Action item:
Exact copies of all the records are the expected output.

[Saved entries]
Start of Block

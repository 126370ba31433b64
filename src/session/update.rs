//! The session reducer.
//!
//! `update` is the only place session state changes. It never performs I/O:
//! starting runs, timers and compaction are returned as an [`Action`] for the
//! host to execute, and their outcomes come back as messages.

use super::commands::{help_text, parse_slash_command, SlashCommand};
use super::compact::compacted_conversation;
use super::keys::Key;
use super::msg::{Action, RunUpdate, SessionMsg};
use super::overlay::{self, Overlay};
use super::retry::{RetryDecision, TickOutcome, RETRY_TICK};
use super::state::{ContentEntry, Mode, SessionState};
use crate::agent::{RunId, RunOrigin, RunRequest};
use crate::error::RunError;
use crate::permission::{PermissionReply, PermissionRequest};
use crate::tasks::TaskStatus;
use crate::types::Message;
use std::time::Instant;

/// Apply one message to the session.
pub fn update(state: &mut SessionState, msg: SessionMsg) -> Option<Action> {
    match msg {
        SessionMsg::Quit => quit(state),
        SessionMsg::Resize { width, height } => {
            state.viewport = (width, height);
            None
        }
        SessionMsg::Key(key) if state.overlay.is_some() => overlay::handle_key(state, key),
        SessionMsg::Submit(text) if state.overlay.is_some() => submit_to_overlay(state, &text),
        SessionMsg::Interrupt if state.overlay.is_some() => overlay::handle_key(state, Key::CtrlC),
        SessionMsg::ToggleMode if state.overlay.is_some() => None,
        SessionMsg::Key(key) => handle_key(state, key),
        SessionMsg::Submit(text) => {
            state.editor.clear();
            submit(state, text)
        }
        SessionMsg::Interrupt => interrupt(state),
        SessionMsg::ToggleMode => set_mode(state, state.mode.toggled()),
        SessionMsg::Run { run_id, update } => on_run_update(state, run_id, update),
        SessionMsg::RunFinished { run_id, result } => on_run_finished(state, run_id, result),
        SessionMsg::RetryTick { now } => on_retry_tick(state, now),
        SessionMsg::CompactionFinished { result } => on_compaction_finished(state, result),
        SessionMsg::PermissionRequested(request) => on_permission_requested(state, request),
        SessionMsg::BackgroundFinished { id } => on_background_finished(state, &id),
        SessionMsg::ReplaceQueued { index, text } => replace_queued(state, index, text),
        SessionMsg::RemoveQueued { index } => {
            state.queue.remove(index);
            None
        }
    }
}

End of Block

Task output:
repository 126370ba31433b64
filename src/session/update.rs
//! The session reducer.
//!
//! `update` is the only place session state changes. It never performs I/O:
//! starting runs, timers and compaction are returned as an [`Action`] for the
//! host to execute, and their outcomes come back as messages.

use super::commands::{help_text, parse_slash_command, SlashCommand};
use super::compact::compacted_conversation;
use super::keys::Key;
use super::msg::{Action, RunUpdate, SessionMsg};
use super::overlay::{self, Overlay};
use super::retry::{RetryDecision, TickOutcome, RETRY_TICK};
use super::state::{ContentEntry, Mode, SessionState};
use crate::agent::{RunId, RunOrigin, RunRequest};
use crate::error::RunError;
use crate::permission::{PermissionReply, PermissionRequest};
use crate::tasks::TaskStatus;
use crate::types::Message;
use std::time::Instant;

/// Apply one message to the session.
pub fn update(state: &mut SessionState, msg: SessionMsg) -> Option<Action> {
    match msg {
        SessionMsg::Quit => quit(state),
        SessionMsg::Resize { width, height } => {
            state.viewport = (width, height);
            None
        }
        SessionMsg::Key(key) if state.overlay.is_some() => overlay::handle_key(state, key),
        SessionMsg::Submit(text) if state.overlay.is_some() => submit_to_overlay(state, &text),
        SessionMsg::Interrupt if state.overlay.is_some() => overlay::handle_key(state, Key::CtrlC),
        SessionMsg::ToggleMode if state.overlay.is_some() => None,
        SessionMsg::Key(key) => handle_key(state, key),
        SessionMsg::Submit(text) => {
            state.editor.clear();
            submit(state, text)
        }
        SessionMsg::Interrupt => interrupt(state),
        SessionMsg::ToggleMode => set_mode(state, state.mode.toggled()),
        SessionMsg::Run { run_id, update } => on_run_update(state, run_id, update),
        SessionMsg::RunFinished { run_id, result } => on_run_finished(state, run_id, result),
        SessionMsg::RetryTick { now } => on_retry_tick(state, now),
        SessionMsg::CompactionFinished { result } => on_compaction_finished(state, result),
        SessionMsg::PermissionRequested(request) => on_permission_requested(state, request),
        SessionMsg::BackgroundFinished { id } => on_background_finished(state, &id),
        SessionMsg::ReplaceQueued { index, text } => replace_queued(state, index, text),
        SessionMsg::RemoveQueued { index } => {
            state.queue.remove(index);
            None
        }
    }
}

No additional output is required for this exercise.